R/distance.R

Defines functions .compute_distance taxo_ordinate taxo_cluster check_coverage lineage_depth closest_relative distance_matrix mrca taxo_distance

Documented in check_coverage closest_relative distance_matrix lineage_depth mrca taxo_cluster taxo_distance taxo_ordinate

#' Compute the phylogenetic distance between two taxa
#'
#' Given two taxon names, retrieves their lineages from The Taxonomicon and
#' computes a taxonomic distance based on the depth of their most recent
#' common ancestor (MRCA):
#'
#' \deqn{d(A, B) = \frac{1}{\text{depth}(\text{MRCA}(A,B))}}
#'
#' The deeper the shared ancestor, the smaller (closer to zero) the distance.
#' This metric ensures that taxa diverging at the same node are always
#' equidistant from any third taxon, regardless of lineage depth differences
#' below the split.
#'
#' @param taxon_a A character string giving the first taxon name.
#' @param taxon_b A character string giving the second taxon name.
#' @param verbose Logical. If `TRUE`, prints progress messages. Default `FALSE`.
#'
#' @return A named list of class `"taxodist_result"` with the following elements:
#' \describe{
#'   \item{`distance`}{Numeric. The distance between the two taxa. Returns 0
#'     if one taxon is an ancestor of the other.}
#'   \item{`mrca`}{Character. The name of the most recent common ancestor.}
#'   \item{`mrca_depth`}{Integer. The depth of the MRCA node.}
#'   \item{`depth_a`}{Integer. The lineage depth of taxon A.}
#'   \item{`depth_b`}{Integer. The lineage depth of taxon B.}
#'   \item{`taxon_a`}{Character. Name of the first taxon.}
#'   \item{`taxon_b`}{Character. Name of the second taxon.}
#' }
#' Returns `NULL` if either taxon cannot be found.
#'
#' @seealso [mrca()], [distance_matrix()], [get_lineage()]
#'
#' @references
#' Brands, S.J. (1989 onwards).

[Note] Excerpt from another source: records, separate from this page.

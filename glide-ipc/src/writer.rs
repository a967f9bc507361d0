//! Buffered writer with a try-acquire flush right.
//!
//! Any number of tasks append envelopes to a shared queue. Whoever manages to
//! take the flush right without waiting spawns a drain task, which writes the
//! queue out in batches and re-checks for entries appended meanwhile before
//! letting go. Submitters never wait on the stream, so dropping a caller's
//! future cannot cut a frame in half or strand entries queued behind it.
//!
//! A failed write stops the writer; [`BufferedWriter::failure`] reports it.
//! [`BufferedWriter::shutdown`] interrupts a flush blocked on a peer that
//! stopped reading, then closes the write half.

use std::future::Future;
use std::io;
use std::sync::atomic::{AtomicBool, Ordering};
use std::sync::{Arc, Mutex, MutexGuard};

use bytes::BytesMut;
use glide_ipc_core::frame::encode_delimited;
use glide_ipc_core::proto::{CommandRequest, ConnectionRequest};
use tokio::io::{AsyncWrite, AsyncWriteExt};
use tokio::sync::{watch, OwnedMutexGuard};
use tokio::task::JoinHandle;

/// Write half of the core stream.
pub type BoxedWrite = Box<dyn AsyncWrite + Send + Unpin>;

/// One envelope waiting to be written.
#[derive(Debug, Clone, PartialEq)]
pub enum Outbound {
    /// Handshake envelope.
    Connection(ConnectionRequest),
    /// Any correlated request.
    Command(CommandRequest),
}

impl Outbound {
    fn encode(&self, buf: &mut BytesMut) {
        match self {
            Outbound::Connection(request) => encode_delimited(request, buf),
            Outbound::Command(request) => encode_delimited(request, buf),
        }
    }
}

impl From<CommandRequest> for Outbound {
    fn from(request: CommandRequest) -> Self {
        Outbound::Command(request)
    }
}

impl From<ConnectionRequest> for Outbound {
    fn from(request: ConnectionRequest) -> Self {
        Outbound::Connection(request)
    }
}

#[derive(Debug, Clone, PartialEq, Eq)]
enum WriterStatus {
    Open,
    Closed,
    Failed(String),
}

impl WriterStatus {
    fn is_stopped(&self) -> bool {
        !matches!(self, WriterStatus::Open)
    }
}

/// Exclusive right to write to the stream, obtained without waiting.
pub struct FlushPermit {
    sink: OwnedMutexGuard<BoxedWrite>,
}

struct Shared {
    queue: Mutex<Vec<Outbound>>,
    sink: Arc<tokio::sync::Mutex<BoxedWrite>>,
    status: watch::Sender<WriterStatus>,
    sink_closed: AtomicBool,
}

impl Shared {
    fn queue(&self) -> MutexGuard<'_, Vec<Outbound>> {
        self.queue.lock().unwrap_or_else(|e| e.into_inner())
    }

    fn try_acquire(&self) -> Option<FlushPermit> {
        self.sink
            .clone()
            .try_lock_owned()
            .ok()
            .map(|sink| FlushPermit { sink })
    }

    /// Move from `Open` to `next`. Returns `false` if already stopped.
    fn stop(&self, next: WriterStatus) -> bool {
        self.status.send_if_modified(|status| {
            if status.is_stopped() {
                return false;
            }
            *status = next;
            true
        })
    }

    async fn write_batches(&self, mut permit: FlushPermit) -> io::Result<()> {
        let mut buf = BytesMut::new();
        loop {
            let batch = std::mem::take(&mut *self.queue());
            if !batch.is_empty() {
                buf.clear();
                for envelope in &batch {
                    envelope.encode(&mut buf);
                }
                tracing::trace!(envelopes = batch.len(), bytes = buf.len(), "flushing batch");
                permit.sink.write_all(&buf).await?;
                permit.sink.flush().await?;
            }

            drop(permit);
            if self.queue().is_empty() {
                return Ok(());
            }
            match self.try_acquire() {
                Some(next) => permit = next,
                // Whoever holds it now sees our leftovers.
                None => return Ok(()),
            }
        }
    }

    async fn drain(self: Arc<Self>, permit: FlushPermit) {
        let mut status = self.status.subscribe();
        let result = tokio::select! {
            biased;

            _ = stopped(&mut status) => return,
            result = self.write_batches(permit) => result,
        };

        if let Err(e) = result {
            tracing::warn!(error = %e, "flush to the core failed");
            self.stop(WriterStatus::Failed(e.to_string()));
            self.queue().clear();
        }
    }
}

async fn stopped(status: &mut watch::Receiver<WriterStatus>) {
    let _ = status.wait_for(WriterStatus::is_stopped).await;
}

/// Serializes concurrent submissions into ordered batched writes.
pub struct BufferedWriter {
    shared: Arc<Shared>,
}

impl BufferedWriter {
    /// Wrap the write half of the stream.
    pub fn new(sink: BoxedWrite) -> Self {
        let (status, _) = watch::channel(WriterStatus::Open);
        Self {
            shared: Arc::new(Shared {
                queue: Mutex::new(Vec::new()),
                sink: Arc::new(tokio::sync::Mutex::new(sink)),
                status,
                sink_closed: AtomicBool::new(false),
            }),
        }
    }

    /// Append an envelope and try to take the flush right.
    ///
    /// Returns the permit if this caller must drain; `None` if another task
    /// holds the right (and will write this entry) or the writer is stopped.
    pub fn enqueue(&self, envelope: impl Into<Outbound>) -> Option<FlushPermit> {
        if self.shared.status.borrow().is_stopped() {
            return None;
        }
        self.shared.queue().push(envelope.into());
        self.shared.try_acquire()
    }

    /// Drain the queue on a task of its own.
    pub fn spawn_drain(&self, permit: FlushPermit) -> JoinHandle<()> {
        tokio::spawn(self.shared.clone().drain(permit))
    }

    /// Enqueue and, if this caller won the flush right, start a drain.
    ///
    /// Never waits on the stream. Write errors surface through
    /// [`failure`](Self::failure).
    pub fn submit(&self, envelope: impl Into<Outbound>) {
        if let Some(permit) = self.enqueue(envelope) {
            self.spawn_drain(permit);
        }
    }

    /// Resolves with the error message once a flush fails, or with `None`
    /// once the writer is shut down.
    pub fn failure(&self) -> impl Future<Output = Option<String>> + Send + 'static {
        let mut status = self.shared.status.subscribe();
        async move {
            let status = status
                .wait_for(WriterStatus::is_stopped)
                .await
                .map(|status| (*status).clone());
            match status {
                Ok(WriterStatus::Failed(message)) => Some(message),
                _ => None,
            }
        }
    }

    /// Stop accepting envelopes, interrupt any flush in progress and close
    /// the write half.
    pub async fn shutdown(&self) {
        self.shared.stop(WriterStatus::Closed);
        self.shared.queue().clear();
        if self.shared.sink_closed.swap(true, Ordering::AcqRel) {
            return;
        }

        // Drain tasks see the status change and release the sink.
        let mut sink = self.shared.sink.lock().await;
        if let Err(e) = sink.shutdown().await {
            tracing::debug!(error = %e, "error closing stream write half");
        }
    }

    /// Number of envelopes queued and not yet written.
    pub fn queued(&self) -> usize {
        self.shared.queue().len()
    }
}

impl Drop for BufferedWriter {
    fn drop(&mut self) {
        self.shared.stop(WriterStatus::Closed);
    }
}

Systema Naturae 2000. Amsterdam, The
#' Netherlands. Retrieved from The Taxonomicon,
#' \url{http://taxonomicon.taxonomy.nl}.
#'
#' @export
#' @examples
#' \donttest{
#' # Distance between two theropods
#' taxo_distance("Tyrannosaurus", "Velociraptor")
#'
#' # Distance between very distantly related taxa
#' taxo_distance("Tyrannosaurus", "Quercus")
#'
#' # Distance between two oviraptorid genera
#' taxo_distance("Nomingia", "Huanansaurus")
#' }
taxo_distance <- function(taxon_a, taxon_b, verbose = FALSE) {
  lin_a <- get_lineage(taxon_a, verbose = verbose)
  lin_b <- get_lineage(taxon_b, verbose = verbose)

  if (is.null(lin_a)) {
    cli::cli_alert_danger("Could not retrieve lineage for {taxon_a}")
    return(NULL)
  }
  if (is.null(lin_b)) {
    cli::cli_alert_danger("Could not retrieve lineage for {taxon_b}")
    return(NULL)
  }

  .compute_distance(lin_a, lin_b, taxon_a, taxon_b)
}

#' Compute the most recent common ancestor of two taxa
#'
#' Retrieves the lineages of two taxa and returns the name of their most
#' recent common ancestor (MRCA) — the deepest node shared by both lineages.
#'
#' @param taxon_a A character string giving the first taxon name.
#' @param taxon_b A character string giving the second taxon name.
#' @param verbose Logical. If `TRUE`, prints progress messages. Default `FALSE`.
#'
#' @return A character string giving the name of the MRCA, or `NULL` if
#'   either taxon cannot be found or no common ancestor exists.
#'
#' @export
#' @examples
#' \donttest{
#' mrca("Tyrannosaurus", "Velociraptor")   # "Tyrannoraptora"
#' mrca("Tyrannosaurus", "Triceratops")    # "Dinosauria"
#' mrca("Tyrannosaurus", "Homo")           # "Amniota"
#' }
mrca <- function(taxon_a, taxon_b, verbose = FALSE) {
  result <- taxo_distance(taxon_a, taxon_b, verbose = verbose)
  if (is.null(result)) return(NULL)
  result$mrca
}

#' Compute pairwise taxonomic distances for a set of taxa
#'
#' Given a vector of taxon names, computes all pairwise phylogenetic distances
#' and returns a symmetric distance matrix. Lineages are cached after first
#' retrieval to minimise redundant network requests.
#'
#' @param taxa A character vector of taxon names.
#' @param verbose Logical. If `TRUE`, prints progress for each pair.
#'   Default `FALSE`.
#' @param progress Logical. If `TRUE`, shows a progress bar. Default `TRUE`.
#'
#' @return A symmetric numeric matrix of class `"dist"` containing pairwise
#'   distances. Row and column names are set to the input taxon names.
#'   Taxa that could not be found are included with `NA` distances.
#'
#' @seealso [taxo_distance()], [closest_relative()]
#'
#' @export
#' @examples
#' \donttest{
#' theropods <- c("Tyrannosaurus", "Velociraptor", "Spinosaurus",
#'                "Allosaurus", "Carnotaurus")
#' mat <- distance_matrix(theropods)
#' print(mat)
#' }
distance_matrix <- function(taxa, verbose = FALSE, progress = TRUE) {
  n <- length(taxa)
  mat <- matrix(NA_real_, nrow = n, ncol = n,
                dimnames = list(taxa, taxa))
  diag(mat) <- 0

  # fetch lineages sequentially in main process (cache is shared)
  if (progress) cli::cli_alert_info("Fetching {n} lineages...")
  lineages <- lapply(taxa, function(t) get_lineage(t, verbose = verbose))
  names(lineages) <- taxa
  if (progress) cli::cli_alert_success("Lineages fetched.")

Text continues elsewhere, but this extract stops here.